_EXERCISE AIM_: Provide a verbatim copy of the data below.

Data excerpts
═══

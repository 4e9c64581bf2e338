// vizboard_core/src/mapping/raster.rs

use super::occupancy_intensity;
use crate::error::CoreError;
use crate::frames::{project_pose, FrameResolver, Projector};
use crate::messages::{MapMetaData, OccupancyGrid};
use crate::render::{in_local_frame, BitmapId, Canvas};
use crate::types::FrameId;
use tracing::trace;

/// An opaque RGBA image, one pixel per grid cell, row-major from cell (0,0).
#[derive(Debug, Clone, PartialEq)]
pub struct OccupancyBitmap {
    pub id: BitmapId,
    pub width: u32,
    pub height: u32,
    pub rgba: Vec<u8>,
}

impl OccupancyBitmap {
    /// Converts every cell of `grid`. Fails when the cell count disagrees
    /// with the declared dimensions.
    pub fn from_grid(id: BitmapId, grid: &OccupancyGrid) -> Result<Self, CoreError> {
        let (width, height) = (grid.info.width, grid.info.height);
        let expected = width as usize * height as usize;
        if grid.data.len() != expected {
            return Err(CoreError::GridSizeMismatch {
                width,
                height,
                cells: grid.data.len(),
            });
        }

        let mut rgba = Vec::with_capacity(expected * 4);
        for &cell in &grid.data {
            let grey = occupancy_intensity(cell);
            rgba.extend_from_slice(&[grey, grey, grey, 255]);
        }
        Ok(Self {
            id,
            width,
            height,
            rgba,
        })
    }

    /// Intensity of cell (`col`, `row`).
    pub fn intensity_at(&self, col: u32, row: u32) -> Option<u8> {
        if col >= self.width || row >= self.height {
            return None;
        }
        let i = (row as usize * self.width as usize + col as usize) * 4;
        self.rgba.get(i).copied()
    }
}

/// A converted grid plus the metadata needed to place it at draw time.
#[derive(Debug, Clone, PartialEq)]
pub struct CachedRaster {
    pub bitmap: OccupancyBitmap,
    pub frame_id: FrameId,
    pub info: MapMetaData,
}

/// Holds the bitmap of the most recently accepted grid.
///
/// Conversion happens once per accepted message. Placement is resolved on
/// every render against the current frame tree, so a static bitmap still
/// follows a moving frame.
#[derive(Debug, Default)]
pub struct RasterCache {
    next_id: u64,
    current: Option<CachedRaster>,
}

impl RasterCache {
    pub fn new() -> Self {
        Self::default()
    }

    /// Converts and caches `grid`. On error the previous raster is kept.
    pub fn accept(&mut self, grid: &OccupancyGrid) -> Result<&CachedRaster, CoreError> {
        let bitmap = OccupancyBitmap::from_grid(BitmapId(self.next_id), grid)?;
        self.next_id += 1;
        Ok(&*self.current.insert(CachedRaster {
            bitmap,
            frame_id: grid.header.frame_id.clone(),
            info: grid.info.clone(),
        }))
    }

    pub fn clear(&mut self) {
        self.current = None;
    }

    pub fn raster(&self) -> Option<&CachedRaster> {
        self.current.as_ref()
    }

    /// Blits the cached raster at its origin pose with the given opacity.
    pub fn render(
        &self,
        canvas: &mut dyn Canvas,
        tf: &dyn FrameResolver,
        view: &dyn Projector,
        opacity: f64,
    ) {
        canvas.clear();
        canvas.set_image_smoothing(false);

        let Some(raster) = &self.current else {
            return;
        };
        let Some(origin) = project_pose(tf, view, &raster.frame_id, &raster.info.origin) else {
            trace!(frame = %raster.frame_id, "Map frame unresolved; skipping");
            return;
        };

        let res = raster.info.resolution;
        let w = view.units_in_pixels(f64::from(raster.bitmap.width) * res);
        let h = view.units_in_pixels(f64::from(raster.bitmap.height) * res);
        let id = raster.bitmap.id;

        canvas.save();
        canvas.set_global_alpha(opacity.clamp(0.0, 1.0));
        in_local_frame(canvas, origin.position, Some(origin.heading), |c| {
            c.draw_bitmap(id, 0.0, 0.0, w, h)
        });
        canvas.restore();
    }
}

═══

_RESPONSE_:
repository 4e9c64581bf2e338
// vizboard_core/src/mapping/raster.rs

use super::occupancy_intensity;
use crate::error::CoreError;
use crate::frames::{project_pose, FrameResolver, Projector};
use crate::messages::{MapMetaData, OccupancyGrid};
use crate::render::{in_local_frame, BitmapId, Canvas};
use crate::types::FrameId;
use tracing::trace;

/// An opaque RGBA image, one pixel per grid cell, row-major from cell (0,0).
#[derive(Debug, Clone, PartialEq)]
pub struct OccupancyBitmap {
    pub id: BitmapId,
    pub width: u32,
    pub height: u32,
    pub rgba: Vec<u8>,
}

impl OccupancyBitmap {
    /// Converts every cell of `grid`. Fails when the cell count disagrees
    /// with the declared dimensions.
    pub fn from_grid(id: BitmapId, grid: &OccupancyGrid) -> Result<Self, CoreError> {
        let (width, height) = (grid.info.width, grid.info.height);
        let expected = width as usize * height as usize;
        if grid.data.len() != expected {
            return Err(CoreError::GridSizeMismatch {
                width,
                height,
                cells: grid.data.len(),
            });
        }

        let mut rgba = Vec::with_capacity(expected * 4);
        for &cell in &grid.data {
            let grey = occupancy_intensity(cell);
            rgba.extend_from_slice(&[grey, grey, grey, 255]);
        }
        Ok(Self {
            id,
            width,
            height,
            rgba,
        })
    }

    /// Intensity of cell (`col`, `row`).
    pub fn intensity_at(&self, col: u32, row: u32) -> Option<u8> {
        if col >= self.width || row >= self.height {
            return None;
        }
        let i = (row as usize * self.width as usize + col as usize) * 4;
        self.rgba.get(i).copied()
    }
}

/// A converted grid plus the metadata needed to place it at draw time.
#[derive(Debug, Clone, PartialEq)]
pub struct CachedRaster {
    pub bitmap: OccupancyBitmap,
    pub frame_id: FrameId,
    pub info: MapMetaData,
}

/// Holds the bitmap of the most recently accepted grid.
///
/// Conversion happens once per accepted message. Placement is resolved on
/// every render against the current frame tree, so a static bitmap still
/// follows a moving frame.
#[derive(Debug, Default)]
pub struct RasterCache {
    next_id: u64,
    current: Option<CachedRaster>,
}

impl RasterCache {
    pub fn new() -> Self {
        Self::default()
    }

    /// Converts and caches `grid`. On error the previous raster is kept.
    pub fn accept(&mut self, grid: &OccupancyGrid) -> Result<&CachedRaster, CoreError> {
        let bitmap = OccupancyBitmap::from_grid(BitmapId(self.next_id), grid)?;
        self.next_id += 1;
        Ok(&*self.current.insert(CachedRaster {
            bitmap,
            frame_id: grid.header.frame_id.clone(),
            info: grid.info.clone(),
        }))
    }

    pub fn clear(&mut self) {
        self.current = None;
    }

    pub fn raster(&self) -> Option<&CachedRaster> {
        self.current.as_ref()
    }

    /// Blits the cached raster at its origin pose with the given opacity.
    pub fn render(
        &self,
        canvas: &mut dyn Canvas,
        tf: &dyn FrameResolver,
        view: &dyn Projector,
        opacity: f64,
    ) {
        canvas.clear();
        canvas.set_image_smoothing(false);

        let Some(raster) = &self.current else {
            return;
        };
        let Some(origin) = project_pose(tf, view, &raster.frame_id, &raster.info.origin) else {
            trace!(frame = %raster.frame_id, "Map frame unresolved; skipping");
            return;
        };

        let res = raster.info.resolution;
        let w = view.units_in_pixels(f64::from(raster.bitmap.width) * res);
        let h = view.units_in_pixels(f64::from(raster.bitmap.height) * res);
        let id = raster.bitmap.id;

        canvas.save();
        canvas.set_global_alpha(opacity.clamp(0.0, 1.0));
        in_local_frame(canvas, origin.position, Some(origin.heading), |c| {
            c.draw_bitmap(id, 0.0, 0.0, w, h)
        });
        canvas.restore();
    }
}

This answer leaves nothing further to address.